The human cytotoxic T-lymphocyte (CTL) response to cytomegalovirus is dominated by structural protein pp65: frequency, specificity, and T-cell receptor usage of pp65-specific CTL.

作者信息

Wills M R, Carmichael A J, Mynard K, Jin X, Weekes M P, Plachter B, Sissons J G

机构信息

Department of Medicine, University of Cambridge Clinical School, United Kingdom.

出版信息

J Virol. 1996 Nov;70(11):7569-79. doi: 10.1128/JVI.70.11.7569-7579.1996.

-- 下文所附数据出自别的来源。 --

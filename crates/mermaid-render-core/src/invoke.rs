use std::ffi::{OsStr, OsString};
use std::io::{self, Read};
use std::path::{Path, PathBuf};
use std::process::{Child, Command, ExitStatus, Stdio};
use std::sync::mpsc::{self, Receiver};
use std::thread;
use std::time::{Duration, Instant};

use tracing::debug;

const POLL_INTERVAL: Duration = Duration::from_millis(25);

/// A structured command line. Arguments are never joined into a shell string.
#[derive(Debug, Clone)]
pub struct Invocation {
    pub label: &'static str,
    pub program: PathBuf,
    pub args: Vec<OsString>,
    pub env: Vec<(OsString, OsString)>,
}

#[derive(Debug)]
pub enum RunOutput {
    Exited {
        status: ExitStatus,
        stdout: String,
        stderr: String,
    },
    TimedOut,
}

impl Invocation {
    pub fn new(label: &'static str, program: impl Into<PathBuf>) -> Self {
        Self {
            label,
            program: program.into(),
            args: Vec::new(),
            env: Vec::new(),
        }
    }

    pub fn arg(mut self, arg: impl AsRef<OsStr>) -> Self {
        self.args.push(arg.as_ref().to_os_string());
        self
    }

    pub fn env(mut self, key: impl AsRef<OsStr>, value: impl AsRef<OsStr>) -> Self {
        self.env
            .push((key.as_ref().to_os_string(), value.as_ref().to_os_string()));
        self
    }

    /// Appends the renderer's own `-i/-o/-t/-b` arguments.
    pub fn render_args(self, input: &Path, output: &Path, theme: &str, background: &str) -> Self {
        self.arg("-i")
            .arg(input)
            .arg("-o")
            .arg(output)
            .arg("-t")
            .arg(theme)
            .arg("-b")
            .arg(background)
    }

    pub fn program_name(&self) -> String {
        self.program.display().to_string()
    }

    /// Runs to completion or until `timeout` elapses, whichever comes first.
    ///
    /// `Err` is returned only when the process could not be spawned. A timed
    /// out child is killed and reaped before returning. The deadline also
    /// bounds output collection, so descendants holding the pipes open cannot
    /// stall the caller. A timeout too large to represent means no deadline.
    pub fn run(&self, timeout: Duration) -> io::Result<RunOutput> {
        let mut command = Command::new(&self.program);
        command
            .args(&self.args)
            .stdin(Stdio::null())
            .stdout(Stdio::piped())
            .stderr(Stdio::piped());
        for (key, value) in &self.env {
            command.env(key, value);
        }

        debug!(
            op = "invoke::run",
            label = self.label,
            program = %self.program.display(),
            args = ?self.args,
            "spawning renderer"
        );

        let deadline = Instant::now().checked_add(timeout);
        let mut child = command.spawn()?;
        let stdout = drain(child.stdout.take());
        let stderr = drain(child.stderr.take());

        match wait_with_deadline(&mut child, deadline)? {
            Some(status) => Ok(RunOutput::Exited {
                status,
                stdout: collect(&stdout, deadline),
                stderr: collect(&stderr, deadline),
            }),
            None => {
                let _ = child.kill();
                let _ = child.wait();
                Ok(RunOutput::TimedOut)
            }
        }
    }
}

fn wait_with_deadline(
    child: &mut Child,
    deadline: Option<Instant>,
) -> io::Result<Option<ExitStatus>> {
    loop {
        if let Some(status) = child.try_wait()? {
            return Ok(Some(status));
        }
        let pause = match deadline {
            Some(deadline) => {
                let now = Instant::now();
                if now >= deadline {
                    return Ok(None);
                }
                POLL_INTERVAL.min(deadline - now)
            }
            None => POLL_INTERVAL,
        };
        thread::sleep(pause);
    }
}

fn drain<R: Read + Send + 'static>(pipe: Option<R>) -> Receiver<String> {
    let (tx, rx) = mpsc::channel();
    if let Some(mut pipe) = pipe {
        thread::spawn(move || {
            let mut buffer = Vec::new();
            let _ = pipe.read_to_end(&mut buffer);
            let _ = tx.send(String::from_utf8_lossy(&buffer).into_owned());
        });
    }
    rx
}

// Whatever a stream produced by the deadline; empty if it is still held open.
fn collect(rx: &Receiver<String>, deadline: Option<Instant>) -> String {
    match deadline {
        Some(deadline) => rx
            .recv_timeout(deadline.saturating_duration_since(Instant::now()))
            .unwrap_or_default(),
        None => rx.recv().unwrap_or_default(),
    }
}

#[cfg(all(test, unix))]
mod tests {
    use super::*;

    #[test]
    fn captures_exit_status_and_streams() {
        let invocation = Invocation::new("test", "/bin/sh")
            .arg("-c")
            .arg("echo out; echo err >&2; exit 3");

        match invocation.run(Duration::from_secs(10)).unwrap() {
            RunOutput::Exited {
                status,
                stdout,
                stderr,
            } => {
                assert_eq!(status.code(), Some(3));
                assert_eq!(stdout, "out\n");
                assert_eq!(stderr, "err\n");
            }
            RunOutput::TimedOut => panic!("unexpected timeout"),
        }
    }

    #[test]
    fn passes_arguments_without_shell_interpolation() {
        let tricky = "diagram \"1\"; $(rm -rf x).mmd";
        let invocation = Invocation::new("test", "/bin/sh")
            .arg("-c")
            .arg("printf '%s' \"$1\"")
            .arg("sh")
            .arg(tricky);

        match invocation.run(Duration::from_secs(10)).unwrap() {
            RunOutput::Exited { stdout, .. } => assert_eq!(stdout, tricky),
            RunOutput::TimedOut => panic!("unexpected timeout"),
        }
    }

    #[test]
    fn reports_timeout() {
        let invocation = Invocation::new("test", "/bin/sh").arg("-c").arg("sleep 5");

        let started = Instant::now();
        let output = invocation.run(Duration::from_millis(200)).unwrap();

        assert!(matches!(output, RunOutput::TimedOut));
        assert!(started.elapsed() < Duration::from_secs(4));
    }

    #[test]
    fn background_descendant_cannot_outlive_deadline() {
        let invocation = Invocation::new("test", "/bin/sh")
            .arg("-c")
            .arg("sleep 6 & exit 0");

        let started = Instant::now();
        let output = invocation.run(Duration::from_secs(1)).unwrap();

        assert!(started.elapsed() < Duration::from_secs(4), "{:?}", started.elapsed());
        match output {
            RunOutput::Exited { status, .. } => assert_eq!(status.code(), Some(0)),
            RunOutput::TimedOut => panic!("the direct child exited before the deadline"),
        }
    }

    #[test]
    fn unrepresentable_timeout_means_no_deadline() {
        let invocation = Invocation::new("test", "/bin/sh").arg("-c").arg("echo done");

        match invocation.run(Duration::MAX).unwrap() {
            RunOutput::Exited { status, stdout, .. } => {
                assert!(status.success());
                assert_eq!(stdout, "done\n");
            }
            RunOutput::TimedOut => panic!("unexpected timeout"),
        }
    }

    #[test]
    fn spawn_failure_is_an_error() {
        let invocation = Invocation::new("test", "/definitely/not/a/renderer");
        let err = invocation.run(Duration::from_secs(1)).unwrap_err();
        assert_eq!(err.kind(), io::ErrorKind::NotFound);
    }

    #[test]
    fn forwards_environment() {
        let invocation = Invocation::new("test", "/bin/sh")
            .arg("-c")
            .arg("printf '%s' \"$MERMAID_PROBE\"")
            .env("MERMAID_PROBE", "cache-dir");

        match invocation.run(Duration::from_secs(10)).unwrap() {
            RunOutput::Exited { stdout, .. } => assert_eq!(stdout, "cache-dir"),
            RunOutput::TimedOut => panic!("unexpected timeout"),
        }
    }
}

DOI:10.1128/JVI.70.11.7569-7579.1996
PMID:8892876
原文链接:https://pmc.ncbi.nlm.nih.gov/articles/PMC190825/
Abstract

Cytotoxic T lymphocytes (CTL) appear to play an important role in the control of human cytomegalovirus (HCMV) in the normal virus carrier: previous studies have identified peripheral blood CD8+ CTL specific for the HCMV major immediate-early gene product (IE1) and more recently, by bulk culture and cloning techniques, have identified CTL specific for a structural gene product, the lower matrix protein pp65. In order to determine the relative contributions of CTL which recognize the HCMV proteins IE1, pp65, and glycoprotein B (gB) to the total HCMV-specific CTL response, we have used a limiting-dilution analysis system to quantify HCMV-specific CTL precursors with different specificities, allowing the antigenic specificity of multiple short-term CTL clones to be assessed, in a group of six healthy seropositive donors. All donors showed high frequencies of HCMV-specific major histocompatibility complex-restricted CTL precursors. There was a very high frequency of CTL specific for pp65 (lower matrix protein); IE1-specific CTL were also detectable at lower frequencies in three of five donors, while CTL directed to gB were undetectable. A pp65 gene deletion mutant of HCMV was then used to estimate the contribution of pp65-specific CTL to the total HCMV-specific CTL response; this showed that between 70 and 90% of all CTL recognizing HCMV-infected cells were pp65 specific. Analysis of the peptide specificity of pp65-specific CTL showed that some donors have a highly focused response recognizing a single peptide; the T-cell receptor Vbeta gene usage in these two donors was shown to be remarkably restricted, with over half of the responding CD8+ T cells utilizing a single Vbeta gene rearrangement. Other subjects recognized multiple pp65 peptides: nine new pp65 CTL peptide epitopes were defined, and for five of these the HLA-presenting allele has been identified. All four of the HLA A2 donors tested in this study recognized the same peptide. This apparent domination of the CTL response to HCMV during persistent infection by a single structural protein, irrespective of major histocompatibility complex haplotype, is not clearly described for other persistent virus infections, and the mechanism requires further investigation.

摘要

细胞毒性T淋巴细胞(CTL)似乎在正常病毒携带者的人巨细胞病毒(HCMV)控制中发挥重要作用:先前的研究已鉴定出针对HCMV主要立即早期基因产物(IE1)的外周血CD8 + CTL,最近,通过大量培养和克隆技术,已鉴定出针对结构基因产物即低基质蛋白pp65的CTL。为了确定识别HCMV蛋白IE1、pp65和糖蛋白B(gB)的CTL对总HCMV特异性CTL反应的相对贡献,我们使用了有限稀释分析系统来量化具有不同特异性的HCMV特异性CTL前体,从而能够在一组六名健康血清阳性供体中评估多个短期CTL克隆的抗原特异性。所有供体均显示出高频率的HCMV特异性主要组织相容性复合体限制性CTL前体。针对pp65(低基质蛋白)的CTL频率非常高;在五名供体中的三名中也可检测到较低频率的IE1特异性CTL,而未检测到针对gB的CTL。然后使用HCMV的pp65基因缺失突变体来估计pp65特异性CTL对总HCMV特异性CTL反应的贡献;这表明所有识别HCMV感染细胞的CTL中有70%至90%是pp65特异性的。对pp65特异性CTL的肽特异性分析表明,一些供体具有高度集中的反应,识别单一肽;这两名供体中T细胞受体Vβ基因的使用显示出明显受限,超过一半的反应性CD8 + T细胞利用单一Vβ基因重排。其他受试者识别多种pp65肽:定义了九个新的pp65 CTL肽表位,其中五个的HLA呈递等位基因已被鉴定。本研究中测试的所有四名HLA A2供体都识别相同的肽。在持续感染期间,CTL对HCMV的反应明显由单一结构蛋白主导,而与主要组织相容性复合体单倍型无关,其他持续性病毒感染并未明确描述这种情况,其机制需要进一步研究。